Pour le tribunal administratif, l’État n’a pas pris les mesures appropriées pour mettre fin aux manquements. Retour sur la signification de cette condamnation. 

A l’instar de leur homologue montpelliérain, les tribunaux administratifs de Rennes et de Pau viennent de condamner l’État pour carence fautive en raison des dysfonctionnements des services vétérinaires de la DDPP dans leur activité de surveillance et de contrôle de trois abattoirs.

A cette occasion et pour la toute première fois, le tribunal administratif de Rennes reconnaît même expressément une « obligation de résultat » incombant à l’État quant à « la fermeté et la progressivité des mesures à prendre en cas de manquement aux règles applicables à la protection et au bien-être animal ».

Des manquements révélés par L214…

@L214/Enquête de Briec, mai 2021

La première enquête, diffusée en mai 2021, révélait l’enfer des 2 300 coches (truies de réforme) mises à mort chaque semaine (soit près de 120 000 par an) au sein de l’abattoir de Briec (Finistère).

Les images, particulièrement violentes, montraient :

  • des truies, paralysées de l’arrière-train, poussées dans les couloirs de l’abattoir à coups de pied,
  • une utilisation de l’aiguillon électrique excessive et à des endroits non-autorisés comme les yeux et l’anus,
  • une utilisation interdite de la pince à électronarcose pour tuer alors qu’en principe cet instrument ne peut servir que pour étourdir l’animal avant la saignée,
  • des installations et équipements défectueux et inadaptés à la taille des animaux (en particulier le box d’immobilisation et le couloir d’amenée)…

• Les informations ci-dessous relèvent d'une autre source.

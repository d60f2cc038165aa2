//! Application-wide error types.
//!
//! Library modules use specific error types via `thiserror`
//! ([`ProviderError`](crate::freetext::domain::ProviderError),
//! [`LookupError`](crate::freetext::domain::LookupError), [`CacheError`],
//! [`ConfigError`]); this module gathers
//! them for code that drives several subsystems at once. The CLI uses
//! `anyhow` on top.
//!
//! # Example
//!
//! ```ignore
//! use freetext_finder::error::{Result, ResultExt};
//!
//! async fn open(url: &str) -> Result<SqlitePool> {
//!     db::init_db(url).await.with_context("opening catalog")
//! }
//! ```

use crate::config::ConfigError;
use crate::freetext::cache::CacheError;

/// Application-wide result type.
pub type Result<T> = std::result::Result<T, Error>;

/// Top-level application error.
#[derive(Debug, thiserror::Error)]
pub enum Error {
    /// File I/O error
    #[error("IO error: {0}")]
    Io(#[from] std::io::Error),

    /// Database error
    #[error("Database error: {0}")]
    Database(#[from] sqlx::Error),

    /// Configuration error
    #[error("Configuration error: {0}")]
    Config(String),

    /// Curated cache could not be loaded
    #[error("Cache error: {0}")]
    Cache(#[from] CacheError),

    /// HTTP client could not be built
    #[error("HTTP client error: {0}")]
    Http(String),

    /// Generic error with context
    #[error("{context}: {source}")]
    WithContext {
        context: String,
        #[source]
        source: Box<Error>,
    },
}

impl Error {
    /// Create a config error.
    pub fn config(message: impl Into<String>) -> Self {
        Self::Config(message.into())
    }

    /// Add context to an error.
    pub fn context(self, ctx: impl Into<String>) -> Self {
        Self::WithContext {
            context: ctx.into(),
            source: Box::new(self),
        }
    }
}

impl From<ConfigError> for Error {
    fn from(e: ConfigError) -> Self {
        Self::Config(e.to_string())
    }
}

/// Extension trait for adding context to Results.
pub trait ResultExt<T> {
    /// Add context to an error result.
    fn with_context(self, ctx: impl Into<String>) -> Result<T>;
}

impl<T> ResultExt<T> for Result<T> {
    fn with_context(self, ctx: impl Into<String>) -> Result<T> {
        self.map_err(|e| e.context(ctx))
    }
}

impl<T> ResultExt<T> for std::result::Result<T, std::io::Error> {
    fn with_context(self, ctx: impl Into<String>) -> Result<T> {
        self.map_err(|e| Error::Io(e).context(ctx))
    }
}

impl<T> ResultExt<T> for std::result::Result<T, sqlx::Error> {
    fn with_context(self, ctx: impl Into<String>) -> Result<T> {
        self.map_err(|e| Error::Database(e).context(ctx))
    }
}

impl<T> ResultExt<T> for std::result::Result<T, CacheError> {
    fn with_context(self, ctx: impl Into<String>) -> Result<T> {
        self.map_err(|e| Error::Cache(e).context(ctx))
    }
}
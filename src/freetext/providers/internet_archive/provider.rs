//! Advanced-search client

use std::sync::Arc;

use async_trait::async_trait;

use super::{adapter, dto};
use crate::freetext::domain::{LookupQuery, LookupResult, ProviderError};
use crate::freetext::providers::{parse_json, resolve, url_with_params};
use crate::freetext::traits::{FreeTextProvider, HttpTransport};

const PROVIDER_NAME: &str = "Internet Archive";
const PRIORITY: i32 = 5;
const EXPECTED_DOMAINS: &[&str] = &["archive.org"];
const SEARCH_URL: &str = "https://archive.org/advancedsearch.php";
const MAX_ROWS: &str = "10";

/// Searches archive.org texts by exact title phrase and creator.
pub struct InternetArchiveProvider {
    transport: Arc<dyn HttpTransport>,
}

impl InternetArchiveProvider {
    pub fn new(transport: Arc<dyn HttpTransport>) -> Self {
        Self { transport }
    }

    async fn fetch(&self, query: &LookupQuery) -> Result<dto::SearchResponse, ProviderError> {
        let q = build_query(query);
        let url = url_with_params(
            SEARCH_URL,
            &[
                ("q", q.as_str()),
                ("fl[]", "identifier"),
                ("fl[]", "title"),
                ("fl[]", "creator"),
                ("fl[]", "collection"),
                ("fl[]", "access-restricted-item"),
                ("rows", MAX_ROWS),
                ("output", "json"),
            ],
        )?;
        tracing::debug!("{}: GET {}", PROVIDER_NAME, url);
        let body = self.transport.get_text(&url).await?;
        parse_json(&body)
    }
}

/// Lucene-style query: texts only, quoted title, quoted creator if known.
fn build_query(query: &LookupQuery) -> String {
    let mut q = format!("mediatype:texts AND title:\"{}\"", escape(&query.title));
    if let Some(author) = query.author() {
        q.push_str(&format!(" AND creator:\"{}\"", escape(author)));
    }
    q
}

fn escape(input: &str) -> String {
    input.replace('"', "\\\"").replace(':', "\\:")
}

#[async_trait]
impl FreeTextProvider for InternetArchiveProvider {
    fn name(&self) -> &str {
        PROVIDER_NAME
    }

    fn priority(&self) -> i32 {
        PRIORITY
    }

    fn expected_domains(&self) -> &[&str] {
        EXPECTED_DOMAINS
    }

    async fn search(&self, query: &LookupQuery) -> Result<LookupResult, ProviderError> {
        let response = self.fetch(query).await?;
        Ok(resolve(PROVIDER_NAME, adapter::to_candidates(response), query))
    }
}
//! Provider chain, cache and configuration inspection.

use std::path::Path;
use std::sync::Arc;

use crate::config::{self, Config};
use crate::freetext::ResultCache;
use crate::freetext::domain::ProviderDescriptor;
use crate::freetext::providers::build_providers;
use crate::freetext::transport::ReqwestTransport;

/// List enabled providers in search order
pub fn cmd_providers(config: &Config, json: bool) -> anyhow::Result<()> {
    let transport = ReqwestTransport::new(&config.http)?;
    let mut providers = build_providers(&config.providers, Arc::new(transport));
    providers.sort_by_key(|p| p.priority());

    let descriptors: Vec<ProviderDescriptor> = providers
        .iter()
        .map(|p| ProviderDescriptor::from(&**p))
        .collect();

    if json {
        println!("{}", serde_json::to_string_pretty(&descriptors)?);
        return Ok(());
    }

    println!("{:>4}  {:<40} DOMAINS", "PRIO", "PROVIDER");
    for d in &descriptors {
        let domains = if d.expected_domains.is_empty() {
            "(any)".to_string()
        } else {
            d.expected_domains.join(", ")
        };
        println!("{:>4}  {:<40} {}", d.priority, d.name, domains);
    }
    Ok(())
}

/// Show curated cache size
pub fn cmd_cache_stats(config: &Config) -> anyhow::Result<()> {
    let cache = ResultCache::load(config.lookup.cache_file.as_deref())?;
    let source = config
        .lookup
        .cache_file
        .as_ref()
        .map(|p| p.display().to_string())
        .unwrap_or_else(|| "embedded".to_string());

    println!("Cache source: {}", source);
    println!("Authors:      {}", cache.author_count());
    println!("Books:        {}", cache.book_count());
    Ok(())
}

/// Write the default configuration, refusing to clobber an existing file
pub fn cmd_init_config(path: Option<&Path>, force: bool) -> anyhow::Result<()> {
    let target = match path {
        Some(p) => p.to_path_buf(),
        None => config::config_path()
            .ok_or_else(|| anyhow::anyhow!("Could not determine config directory"))?,
    };

    if target.exists() && !force {
        anyhow::bail!(
            "Config file {} already exists (use --force to overwrite)",
            target.display()
        );
    }

    let written = config::save(&Config::default(), Some(&target))?;
    println!("Wrote default config to {}", written.display());
    Ok(())
}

Dans ce contexte, suite à la plainte déposée par L214, par un jugement en date du 27 juin 2022, le tribunal correctionnel de Quimper a condamné l’abattoir de Briec à 21 500 euros d’amende.

 

La deuxième enquête, diffusée en juillet 2021, illustrait également les nombreux dysfonctionnements de l’abattoir industriel du Faouët (Morbihan) où 100 000 dindes sont tuées chaque semaine (soit plus de 5 millions par an) :

  • les caisses de transport sont trop basses pour permettre aux animaux de se tenir debout dans leur position naturelle,
  • l’absence de local ou emplacement couvert destiné à réceptionner les animaux avant qu’ils ne soient abattus les contraints à attendre plusieurs heures dans les camions stationnés dans la cour et ce, quelles que soient les conditions climatiques,
  • sur la chaîne d’abattage, les dindes vivantes et conscientes sont suspendues pendant plus de 2 minutes.

La troisième enquête, diffusée en mars 2016, soit juste après les affaires des abattoirs d’Alès et du Vigan, concernait l’abattoir du Pays de Soule (Pyrénées-Atlantiques).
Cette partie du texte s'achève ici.